(Entries taken from a collection)
▬▬▬▬▬▬

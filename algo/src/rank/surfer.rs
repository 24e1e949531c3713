/*
 * SPDX-FileCopyrightText: 2025 The webrank developers
 *
 * SPDX-License-Identifier: Apache-2.0 OR LGPL-2.1-or-later
 */

//! Monte Carlo PageRank by simulation of a random surfer.
//!
//! A random surfer starts from a page chosen uniformly at random and then
//! moves to the next page following the [step distribution](step_distribution)
//! of the current page. The fraction of steps spent on each page approximates
//! its PageRank.
//!
//! The random number generator is always an explicit argument.

use crate::RankVector;
use crate::harness::{Convergence, ConvergenceFailure, Harness, Iterative};
use rand::Rng;
use rand::distr::Distribution;
use rand::distr::weighted::WeightedIndex;
use webrank::Page;
use webrank::graphs::{InvalidGraphError, RandomAccessGraph};

/// Returns the distribution of the page visited after `page`.
///
/// If `page` is a sink, the distribution is uniform. Otherwise, it is the
/// mixture of the uniform distribution on the successors of `page`, with
/// weight `damping`, and of the uniform distribution on all pages, with
/// weight 1 − `damping`.
///
/// # Panics
///
/// Panics if `damping` is not in the interval (0 . . 1) or if `page` is not a
/// page of the graph.
pub fn step_distribution<G: RandomAccessGraph>(graph: &G, page: Page, damping: f64) -> RankVector {
    assert!(
        damping > 0.0 && damping < 1.0,
        "The damping factor must be in (0 . . 1), got {damping}"
    );
    let n = graph.num_nodes();
    assert!(page < n, "Page {page} does not exist (the graph has {n} pages)");

    let outdegree = graph.outdegree(page);
    if outdegree == 0 {
        return RankVector::uniform(n);
    }

    let mut dist = vec![(1.0 - damping) / n as f64; n];
    let link = damping / outdegree as f64;
    for succ in graph.successors(page) {
        dist[succ] += link;
    }
    RankVector::from(dist)
}

/// A random surfer with precomputed step distributions.
///
/// # Examples
///
/// ```
/// use rand::SeedableRng;
/// use rand::rngs::SmallRng;
/// use webrank::graphs::Graph;
/// use webrank_algo::rank::RandomSurfer;
///
/// let g = Graph::from_succs([vec![1, 3], vec![0], vec![0], vec![0]]);
/// let surfer = RandomSurfer::new(&g, 0.85)?;
/// let rank = surfer.walk(10_000, &mut SmallRng::seed_from_u64(0));
///
/// assert!((rank.sum() - 1.0).abs() < 1E-9);
/// assert!(rank[0] > rank[2]);
/// # Ok::<(), webrank::graphs::InvalidGraphError>(())
/// ```
#[derive(Debug, Clone)]
pub struct RandomSurfer {
    samplers: Box<[WeightedIndex<f64>]>,
    damping: f64,
}

impl RandomSurfer {
    /// Precomputes a sampler for the step distribution of every page.
    ///
    /// Fails if the graph has no pages.
    ///
    /// # Panics
    ///
    /// Panics if `damping` is not in the interval (0 . . 1).
    pub fn new<G: RandomAccessGraph>(graph: &G, damping: f64) -> Result<Self, InvalidGraphError> {
        let n = graph.num_nodes();
        if n == 0 {
            return Err(InvalidGraphError::Empty);
        }
        let samplers = (0..n)
            .map(|page| {
                WeightedIndex::new(step_distribution(graph, page, damping).as_slice())
                    .map_err(|source| InvalidGraphError::Distribution { page, source })
            })
            .collect::<Result<Box<[_]>, _>>()?;

        log::debug!("Precomputed {n} step distributions (damping {damping})");

        Ok(Self { samplers, damping })
    }

    /// Returns the number of pages.
    pub fn num_nodes(&self) -> usize {
        self.samplers.len()
    }

    /// Returns the damping factor.
    pub fn damping(&self) -> f64 {
        self.damping
    }

    /// Returns a page chosen uniformly at random.
    pub fn first_page<R: Rng + ?Sized>(&self, rng: &mut R) -> Page {
        rng.random_range(0..self.num_nodes())
    }

    /// Returns the page visited after `page`.
    #[inline]
    pub fn next_page<R: Rng + ?Sized>(&self, page: Page, rng: &mut R) -> Page {
        self.samplers[page].sample(rng)
    }

    /// Walks for `samples` steps, counting the initial page as the first one,
    /// and returns the fraction of steps spent on each page.
    ///
    /// # Panics
    ///
    /// Panics if `samples` is zero.
    pub fn walk<R: Rng + ?Sized>(&self, samples: usize, rng: &mut R) -> RankVector {
        assert!(samples > 0, "The number of samples must be positive");
        let mut counts = vec![0_usize; self.num_nodes()];
        let mut page = self.first_page(rng);
        counts[page] += 1;
        for _ in 1..samples {
            page = self.next_page(page, rng);
            counts[page] += 1;
        }
        frequencies(&counts, samples)
    }
}

fn frequencies(counts: &[usize], samples: usize) -> RankVector {
    let samples = samples as f64;
    counts
        .iter()
        .map(|&c| c as f64 / samples)
        .collect::<Vec<_>>()
        .into()
}

/// Estimates the PageRank of a graph with a random walk of `samples` steps.
///
/// See [`RandomSurfer::walk`].
///
/// # Panics
///
/// Panics if `samples` is zero or if `damping` is not in the interval
/// (0 . . 1).
pub fn random_surf<G: RandomAccessGraph, R: Rng + ?Sized>(
    graph: &G,
    samples: usize,
    damping: f64,
    rng: &mut R,
) -> Result<RankVector, InvalidGraphError> {
    Ok(RandomSurfer::new(graph, damping)?.walk(samples, rng))
}

/// An [`Iterative`] engine performing one step of a random walk at a time.
///
/// The estimate is the fraction of steps spent on each page so far; the
/// initial page counts as a step.
#[derive(Debug, Clone)]
pub struct SurferWalk<'a, R> {
    surfer: &'a RandomSurfer,
    rng: R,
    counts: Box<[usize]>,
    samples: usize,
    page: Page,
}

impl<'a, R: Rng> SurferWalk<'a, R> {
    /// Starts a walk from a page chosen uniformly at random.
    pub fn new(surfer: &'a RandomSurfer, mut rng: R) -> Self {
        let mut counts = vec![0; surfer.num_nodes()].into_boxed_slice();
        let page = surfer.first_page(&mut rng);
        counts[page] += 1;
        Self {
            surfer,
            rng,
            counts,
            samples: 1,
            page,
        }
    }

    /// Returns the number of steps taken so far, including the initial page.
    pub fn samples(&self) -> usize {
        self.samples
    }

    /// Returns the current page.
    pub fn page(&self) -> Page {
        self.page
    }
}

impl<R: Rng> Iterative for SurferWalk<'_, R> {
    fn step(&mut self) {
        self.page = self.surfer.next_page(self.page, &mut self.rng);
        self.counts[self.page] += 1;
        self.samples += 1;
    }

    fn estimate(&self) -> RankVector {
        frequencies(&self.counts, self.samples)
    }
}

/// Walks until the visit frequencies are accepted by a [`Harness`] with the
/// given tolerance and maximum number of steps.
pub fn walk_to_convergence<R: Rng>(
    surfer: &RandomSurfer,
    ground_truth: &RankVector,
    tolerance: f64,
    max_iterations: usize,
    rng: R,
) -> Result<Convergence, ConvergenceFailure> {
    Harness::new(ground_truth)
        .tolerance(tolerance)
        .max_iterations(max_iterations)
        .run(SurferWalk::new(surfer, rng), ())
}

▬▬▬▬▬▬

Your task
Write the records out again. Keep every line exactly as it is.

Result for this exercise
filename algo/src/rank/surfer.rs
repository 24e1e949531c3713
/*
 * SPDX-FileCopyrightText: 2025 The webrank developers
 *
 * SPDX-License-Identifier: Apache-2.0 OR LGPL-2.1-or-later
 */

//! Monte Carlo PageRank by simulation of a random surfer.
//!
//! A random surfer starts from a page chosen uniformly at random and then
//! moves to the next page following the [step distribution](step_distribution)
//! of the current page. The fraction of steps spent on each page approximates
//! its PageRank.
//!
//! The random number generator is always an explicit argument.

use crate::RankVector;
use crate::harness::{Convergence, ConvergenceFailure, Harness, Iterative};
use rand::Rng;
use rand::distr::Distribution;
use rand::distr::weighted::WeightedIndex;
use webrank::Page;
use webrank::graphs::{InvalidGraphError, RandomAccessGraph};

/// Returns the distribution of the page visited after `page`.
///
/// If `page` is a sink, the distribution is uniform. Otherwise, it is the
/// mixture of the uniform distribution on the successors of `page`, with
/// weight `damping`, and of the uniform distribution on all pages, with
/// weight 1 − `damping`.
///
/// # Panics
///
/// Panics if `damping` is not in the interval (0 . . 1) or if `page` is not a
/// page of the graph.
pub fn step_distribution<G: RandomAccessGraph>(graph: &G, page: Page, damping: f64) -> RankVector {
    assert!(
        damping > 0.0 && damping < 1.0,
        "The damping factor must be in (0 . . 1), got {damping}"
    );
    let n = graph.num_nodes();
    assert!(page < n, "Page {page} does not exist (the graph has {n} pages)");

    let outdegree = graph.outdegree(page);
    if outdegree == 0 {
        return RankVector::uniform(n);
    }

    let mut dist = vec![(1.0 - damping) / n as f64; n];
    let link = damping / outdegree as f64;
    for succ in graph.successors(page) {
        dist[succ] += link;
    }
    RankVector::from(dist)
}

/// A random surfer with precomputed step distributions.
///
/// # Examples
///
/// ```
/// use rand::SeedableRng;
/// use rand::rngs::SmallRng;
/// use webrank::graphs::Graph;
/// use webrank_algo::rank::RandomSurfer;
///
/// let g = Graph::from_succs([vec![1, 3], vec![0], vec![0], vec![0]]);
/// let surfer = RandomSurfer::new(&g, 0.85)?;
/// let rank = surfer.walk(10_000, &mut SmallRng::seed_from_u64(0));
///
/// assert!((rank.sum() - 1.0).abs() < 1E-9);
/// assert!(rank[0] > rank[2]);
/// # Ok::<(), webrank::graphs::InvalidGraphError>(())
/// ```
#[derive(Debug, Clone)]
pub struct RandomSurfer {
    samplers: Box<[WeightedIndex<f64>]>,
    damping: f64,
}

impl RandomSurfer {
    /// Precomputes a sampler for the step distribution of every page.
    ///
    /// Fails if the graph has no pages.
    ///
    /// # Panics
    ///
    /// Panics if `damping` is not in the interval (0 . . 1).
    pub fn new<G: RandomAccessGraph>(graph: &G, damping: f64) -> Result<Self, InvalidGraphError> {
        let n = graph.num_nodes();
        if n == 0 {
            return Err(InvalidGraphError::Empty);
        }
        let samplers = (0..n)
            .map(|page| {
                WeightedIndex::new(step_distribution(graph, page, damping).as_slice())
                    .map_err(|source| InvalidGraphError::Distribution { page, source })
            })
            .collect::<Result<Box<[_]>, _>>()?;

        log::debug!("Precomputed {n} step distributions (damping {damping})");

        Ok(Self { samplers, damping })
    }

    /// Returns the number of pages.
    pub fn num_nodes(&self) -> usize {
        self.samplers.len()
    }

    /// Returns the damping factor.
    pub fn damping(&self) -> f64 {
        self.damping
    }

    /// Returns a page chosen uniformly at random.
    pub fn first_page<R: Rng + ?Sized>(&self, rng: &mut R) -> Page {
        rng.random_range(0..self.num_nodes())
    }

    /// Returns the page visited after `page`.
    #[inline]
    pub fn next_page<R: Rng + ?Sized>(&self, page: Page, rng: &mut R) -> Page {
        self.samplers[page].sample(rng)
    }

    /// Walks for `samples` steps, counting the initial page as the first one,
    /// and returns the fraction of steps spent on each page.
    ///
    /// # Panics
    ///
    /// Panics if `samples` is zero.
    pub fn walk<R: Rng + ?Sized>(&self, samples: usize, rng: &mut R) -> RankVector {
        assert!(samples > 0, "The number of samples must be positive");
        let mut counts = vec![0_usize; self.num_nodes()];
        let mut page = self.first_page(rng);
        counts[page] += 1;
        for _ in 1..samples {
            page = self.next_page(page, rng);
            counts[page] += 1;
        }
        frequencies(&counts, samples)
    }
}

fn frequencies(counts: &[usize], samples: usize) -> RankVector {
    let samples = samples as f64;
    counts
        .iter()
        .map(|&c| c as f64 / samples)
        .collect::<Vec<_>>()
        .into()
}

/// Estimates the PageRank of a graph with a random walk of `samples` steps.
///
/// See [`RandomSurfer::walk`].
///
/// # Panics
///
/// Panics if `samples` is zero or if `damping` is not in the interval
/// (0 . . 1).
pub fn random_surf<G: RandomAccessGraph, R: Rng + ?Sized>(
    graph: &G,
    samples: usize,
    damping: f64,
    rng: &mut R,
) -> Result<RankVector, InvalidGraphError> {
    Ok(RandomSurfer::new(graph, damping)?.walk(samples, rng))
}

/// An [`Iterative`] engine performing one step of a random walk at a time.
///
/// The estimate is the fraction of steps spent on each page so far; the
/// initial page counts as a step.
#[derive(Debug, Clone)]
pub struct SurferWalk<'a, R> {
    surfer: &'a RandomSurfer,
    rng: R,
    counts: Box<[usize]>,
    samples: usize,
    page: Page,
}

impl<'a, R: Rng> SurferWalk<'a, R> {
    /// Starts a walk from a page chosen uniformly at random.
    pub fn new(surfer: &'a RandomSurfer, mut rng: R) -> Self {
        let mut counts = vec![0; surfer.num_nodes()].into_boxed_slice();
        let page = surfer.first_page(&mut rng);
        counts[page] += 1;
        Self {
            surfer,
            rng,
            counts,
            samples: 1,
            page,
        }
    }

    /// Returns the number of steps taken so far, including the initial page.
    pub fn samples(&self) -> usize {
        self.samples
    }

    /// Returns the current page.
    pub fn page(&self) -> Page {
        self.page
    }
}

impl<R: Rng> Iterative for SurferWalk<'_, R> {
    fn step(&mut self) {
        self.page = self.surfer.next_page(self.page, &mut self.rng);
        self.counts[self.page] += 1;
        self.samples += 1;
    }

    fn estimate(&self) -> RankVector {
        frequencies(&self.counts, self.samples)
    }
}

/// Walks until the visit frequencies are accepted by a [`Harness`] with the
/// given tolerance and maximum number of steps.
pub fn walk_to_convergence<R: Rng>(
    surfer: &RandomSurfer,
    ground_truth: &RankVector,
    tolerance: f64,
    max_iterations: usize,
    rng: R,
) -> Result<Convergence, ConvergenceFailure> {
    Harness::new(ground_truth)
        .tolerance(tolerance)
        .max_iterations(max_iterations)
        .run(SurferWalk::new(surfer, rng), ())
}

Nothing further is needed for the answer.